Derivation of Ito's Lemma

Question

My question is rather intuitive than formal and circles around the derivation of Ito's Lemma. I have seen in a variety of textbooks that by applying Ito's Lemma, one can derive the exact solution of a geometric Brownian Motion. So, if one has

$dS = a(S,t)dt + b(S,t)dZ$

the first part on the right side of the equation is the (deterministic) drift rate and the second term is the stochastic component. Now I have read that ordinary calculus cannot handle the stochastic integral because for example

$\frac{dZ}{dt} = \phi \frac{1}{\sqrt{dt}}\\ \rightarrow \infty \text{ as } dt \rightarrow 0$

But Ito came along and proposed something which culminated in his famous Ito Lemma which helped calculate the stochastic integral. What I don't understand is the step taken from realizing that ordinary calculus does not work in this context to proposing a function $G = G(S,t) \text{ of } S(t)$, Taylor-expaning it, etc.

Or more precisely: What did Ito realize and propose that helped solve the stochastic integral?

Answer 1

Baxter and Rennie say it better than me, so I will summarize them.
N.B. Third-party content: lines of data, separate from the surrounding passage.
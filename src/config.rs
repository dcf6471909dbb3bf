//! Options for one rewrite.

use std::path::Path;

use serde::{Deserialize, Serialize};

use crate::checker::CheckOptions;
use crate::error::AnnotateError;

/// Line ending written to the output.
#[derive(Debug, Clone, Copy, Default, PartialEq, Eq, Serialize, Deserialize)]
#[serde(rename_all = "lowercase")]
pub enum NewLine {
    #[default]
    Lf,
    Crlf,
}

impl NewLine {
    pub fn as_str(self) -> &'static str {
        match self {
            NewLine::Lf => "\n",
            NewLine::Crlf => "\r\n",
        }
    }
}

#[derive(Debug, Clone, PartialEq, Eq, Serialize, Deserialize)]
#[serde(rename_all = "camelCase", default, deny_unknown_fields)]
pub struct AnnotateOptions {
    /// Keep `null` and `undefined` apart from other types when inferring.
    pub strict_null_checks: bool,
    pub new_line: NewLine,
    /// Resolve global names against the embedded declaration library.
    pub include_lib: bool,
}

impl Default for AnnotateOptions {
    fn default() -> Self {
        Self {
            strict_null_checks: false,
            new_line: NewLine::Lf,
            include_lib: true,
        }
    }
}

impl AnnotateOptions {
    pub fn from_json(text: &str) -> Result<Self, AnnotateError> {
        serde_json::from_str(text).map_err(|e| AnnotateError::config(e.to_string()))
    }

    /// Read options from a JSON file.
    pub fn load(path: &Path) -> Result<Self, AnnotateError> {
        let text = std::fs::read_to_string(path).map_err(|e| AnnotateError::io(path, e))?;
        Self::from_json(&text).map_err(|err| match err {
            AnnotateError::Config { message } => {
                AnnotateError::config(format!("{}: {message}", path.display()))
            }
            other => other,
        })
    }

    pub fn check_options(&self) -> CheckOptions {
        CheckOptions {
            strict_null_checks: self.strict_null_checks,
        }
    }
}

#[cfg(test)]
mod tests {
    use super::*;

    #[test]
    fn defaults_apply_to_missing_fields() {
        let options = AnnotateOptions::from_json(r#"{ "newLine": "crlf" }"#).ok();
        assert_eq!(
            options,
            Some(AnnotateOptions {
                new_line: NewLine::Crlf,
                ..AnnotateOptions::default()
            })
        );
        assert_eq!(AnnotateOptions::from_json("{}").ok(), Some(AnnotateOptions::default()));
    }

    #[test]
    fn reads_every_field() {
        let options = AnnotateOptions::from_json(
            r#"{ "strictNullChecks": true, "newLine": "lf", "includeLib": false }"#,
        )
        .ok();
        assert_eq!(
            options,
            Some(AnnotateOptions {
                strict_null_checks: true,
                new_line: NewLine::Lf,
                include_lib: false,
            })
        );
    }

    #[test]
    fn rejects_unknown_fields_and_bad_values() {
        let unknown = AnnotateOptions::from_json(r#"{ "strict": true }"#);
        assert!(matches!(unknown, Err(AnnotateError::Config { .. })));
        let bad = AnnotateOptions::from_json(r#"{ "newLine": "cr" }"#);
        assert!(matches!(bad, Err(AnnotateError::Config { .. })));
    }

    #[test]
    fn missing_file_is_an_io_error() {
        let result = AnnotateOptions::load(Path::new("/nonexistent/tsannotate.json"));
        assert!(matches!(result, Err(AnnotateError::Io { .. })));
    }

    #[test]
    fn load_reads_a_file_and_names_it_in_errors() {
        let dir = std::env::temp_dir();
        let good = dir.join(format!("tsannotate-options-{}.json", std::process::id()));
        let bad = dir.join(format!("tsannotate-bad-options-{}.json", std::process::id()));
        let written = std::fs::write(&good, r#"{ "includeLib": false }"#)
            .and_then(|()| std::fs::write(&bad, r#"{ "newLine": "cr" }"#));
        assert!(written.is_ok());

        let loaded = AnnotateOptions::load(&good).ok();
        assert_eq!(loaded.map(|o| o.include_lib), Some(false));

        let message = match AnnotateOptions::load(&bad) {
            Err(AnnotateError::Config { message }) => message,
            other => format!("{other:?}"),
        };
        assert!(message.starts_with(&format!("{}: ", bad.display())));

        let _ = std::fs::remove_file(&good);
        let _ = std::fs::remove_file(&bad);
    }
}
impl<'a> ClassRef<'a> {
    pub fn span(&self) -> crate::lexer::Span {
        match self {
            ClassRef::Declaration(c) => c.span,
            ClassRef::Expression(c) => c.span,
        }
    }

    pub fn id(&self) -> Option<&'a Identifier> {
        match self {
            ClassRef::Declaration(c) => c.id.as_ref(),
            ClassRef::Expression(c) => c.id.as_ref(),
        }
    }

    pub fn type_parameters(&self) -> Option<&'a TypeParameters> {
        match self {
            ClassRef::Declaration(c) => c.type_parameters.as_ref(),
            ClassRef::Expression(c) => c.type_parameters.as_ref(),
        }
    }

    pub fn super_class(&self) -> Option<&'a Expression> {
        match self {
            ClassRef::Declaration(c) => c.super_class.as_deref(),
            ClassRef::Expression(c) => c.super_class.as_deref(),
        }
    }

    pub fn super_type_arguments(&self) -> Option<&'a TypeArguments> {
        match self {
            ClassRef::Declaration(c) => c.super_type_arguments.as_ref(),
            ClassRef::Expression(c) => c.super_type_arguments.as_ref(),
        }
    }

    pub fn members(&self) -> &'a [ClassMember] {
        match self {
            ClassRef::Declaration(c) => &c.body.members,
            ClassRef::Expression(c) => &c.body.members,
        }
    }
}

/// One step from a destructuring root to the bound name.
#[derive(Debug, Clone)]
pub enum PathStep<'a> {
    Property(Atom),
    Index(usize),
    /// `[a, ...rest]`: elements from the index on.
    ArrayRest(usize),
    /// `{ a, ...rest }`: the remaining properties.
    ObjectRest(Vec<Atom>),
    /// `x = fallback`: the value or the fallback.
    Default(&'a Expression),
    /// Computed keys and other steps the checker cannot follow.
    Unknown,
}

pub type BindingPath<'a> = Rc<[PathStep<'a>]>;

#[derive(Debug, Clone)]
pub enum Decl<'a> {
    Variable {
        declarator: &'a VariableDeclarator,
        kind: VariableKind,
        path: BindingPath<'a>,
        scope: ScopeId,
    },
    Parameter {
        function: NodeKey,
        index: usize,
        path: BindingPath<'a>,
        scope: ScopeId,
    },
    CatchParameter,
    /// `for (const x of xs)` and `for (const k in o)`.
    ForBinding {
        right: &'a Expression,
        of: bool,
        path: BindingPath<'a>,
        scope: ScopeId,
    },
    Function {
        function: FunctionRef<'a>,
        key: NodeKey,
    },
    Class {
        class: ClassRef<'a>,
        scope: ScopeId,
    },
    Interface {
        decl: &'a InterfaceDeclaration,
        scope: ScopeId,
    },
    TypeAlias {
        decl: &'a TypeAliasDeclaration,
        scope: ScopeId,
    },
    Enum {
        decl: &'a EnumDeclaration,
        scope: ScopeId,
    },
    /// `scope` holds the namespace members.
    Namespace {
        scope: ScopeId,
    },
    Import,
    TypeParameter {
        param: &'a TypeParameter,
        scope: ScopeId,
    },
}

#[derive(Debug)]
pub struct Symbol<'a> {
    pub name: Atom,
    pub decls: Vec<Decl<'a>>,
}

#[derive(Debug, Clone, Copy, PartialEq, Eq)]
pub enum ScopeKind {
    Global,
    File,
    Function(NodeKey),
    Class(SymbolId),
    Block,
    Namespace,
}

#[derive(Debug)]
pub struct Scope {
    pub parent: Option<ScopeId>,
    pub kind: ScopeKind,
    pub file: FileId,
    values: FxHashMap<Atom, SymbolId>,
    types: FxHashMap<Atom, SymbolId>,
}

/// The outermost expression a node was found in, with what is needed to
/// type it in isolation.
#[derive(Debug, Clone, Copy)]
pub struct RootExpr<'a> {
    pub expr: &'a Expression,
    pub scope: ScopeId,
    pub contextual: Option<&'a TypeAnnotation>,
}

#[derive(Debug, Clone, Copy)]
pub enum ThisBinding {
    /// `this` inside a method or property initializer of the class.
    Class { class: SymbolId, static_: bool },
    /// Arrows see the `this` of their enclosing function.
    Lexical,
    Dynamic,
}

#[derive(Debug)]
pub struct FunctionInfo<'a> {
    pub function: FunctionRef<'a>,
    /// Scope holding parameters and body declarations.
    pub scope: ScopeId,
    pub root: Option<RootExpr<'a>>,
    pub returns: Vec<(&'a ReturnStatement, ScopeId)>,
    pub yields: Vec<(&'a YieldExpression, ScopeId)>,
    pub this: ThisBinding,
    /// Class methods, accessors and object literal methods.
    pub method: bool,
}

#[derive(Debug)]
pub struct ClassInfo<'a> {
    pub class: ClassRef<'a>,
    pub scope: ScopeId,
}

#[derive(Clone, Copy)]
enum Namespaces {
    Value,
    Type,
    Both,
}

pub struct Binder<'a> {
    scopes: Vec<Scope>,
    symbols: Vec<Symbol<'a>>,
    functions: FxHashMap<NodeKey, FunctionInfo<'a>>,
    classes: FxHashMap<SymbolId, ClassInfo<'a>>,
    class_symbols: FxHashMap<NodeKey, SymbolId>,
    block_scopes: FxHashMap<NodeKey, ScopeId>,
    global: ScopeId,

    // Walk state
    file: FileId,
    scope: ScopeId,
    var_scope: ScopeId,
    function: Option<NodeKey>,
    root: Option<RootExpr<'a>>,
}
Suppose that $N_t$ is not stochastic and $f(.)$ is a smooth function then the Taylor expansion is $$ df(N_t) = f'(N_t)dN_t + \frac{1}{2}f''(N_t)(dN_t)^2 + \frac{1}{3!} f'''(N_t)(dN_t)^3 + \ldots $$ and the term $(dN_T)^2$ and higher terms are zero. Ito showed that this is not the case in the stochastic case. Suppose $W_t$ follows a Brownian motion and let $$ Z_{n, i} = \frac{W\left(\frac{ti}{n}\right) - W\left(\frac{ti}{n}\right)}{\sqrt{t/n}} $$ now consider $$ \int_0^t (dW_t)^2 \approx t \sum_{i=1}^n \frac{Z^2_{n,i}}{n}. $$ If $n \to \infty$ then $\sum_{i=1}^n \frac{Z^2_{n,i}}{n} \to 1$ and thus $\int_0^t (dW_t)^2 = t \neq 0$. Thus the second order term does not cancel (but higher order terms do) and we have an extra term in our derivative.